Data excerpts
————

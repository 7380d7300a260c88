//! Error types for tag sinks.

use thiserror::Error;

/// Errors a sink can raise while a stream is being written.
///
/// The exporter never handles these; they reach the caller unchanged.
#[derive(Error, Debug)]
pub enum SinkError {
    #[error("IO error: {0}")]
    Io(#[from] std::io::Error),

    #[error("End tag written with no open tag")]
    UnbalancedEndTag,

    #[error("Content written outside of any tag")]
    ContentOutsideTag,

    #[error("Stream finished with {depth} unclosed tag(s)")]
    UnclosedTags { depth: usize },

    #[error("Sink error: {0}")]
    Other(String),
}

/// Result type alias for sink operations.
pub type Result<T> = std::result::Result<T, SinkError>;
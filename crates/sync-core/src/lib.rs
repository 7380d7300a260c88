//! Core types for the push-sync framework.
//!
//! This crate provides the objects the synchronization engine hands to the
//! push exporter:
//!
//! - [`EntityType`] - The entity class a payload belongs to
//! - [`Encode`] / [`SyncItem`] - Self-serialization onto a [`tag_sink::TagSink`]
//! - [`MailMessage`], [`Appointment`], [`Contact`] - Message-level payloads
//! - [`Folder`] - Folder hierarchy entries
//! - [`Payload`] - Closed set of message-level payloads
//! - [`ChangeEvent`] - One detected change, as read from an event feed
//!
//! # Architecture
//!
//! ```text
//! wbxml-types ─── tag-sink
//!                    │
//!               sync-core (this crate)
//!                    │
//!               push-sync  (ChangeStreamExporter consumes SyncItems)
//! ```
//!
//! # Example
//!
//! ```rust
//! use sync_core::{EntityType, MailMessage, Payload, SyncItem};
//!
//! let payload = Payload::Mail(MailMessage {
//!     subject: Some("Quarterly report".to_string()),
//!     ..Default::default()
//! });
//! assert_eq!(payload.entity_type(), EntityType::Mail);
//! ```

pub mod calendar;
pub mod change;
pub mod contact;
pub mod encode;
pub mod entity;
pub mod folder;
pub mod mail;
pub mod payload;

// Re-exports for convenience
pub use calendar::{Appointment, Attendee, BusyStatus, Sensitivity};
pub use change::ChangeEvent;
pub use contact::Contact;
pub use encode::{Encode, SyncItem};
pub use entity::{EntityType, EntityTypeError};
pub use folder::{Folder, FolderType};
pub use mail::{Importance, MailMessage};
pub use payload::Payload;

————

The task
All lines above with the word "level" need to be reported.

Written response
//! - [`MailMessage`], [`Appointment`], [`Contact`] - Message-level payloads
//! - [`Payload`] - Closed set of message-level payloads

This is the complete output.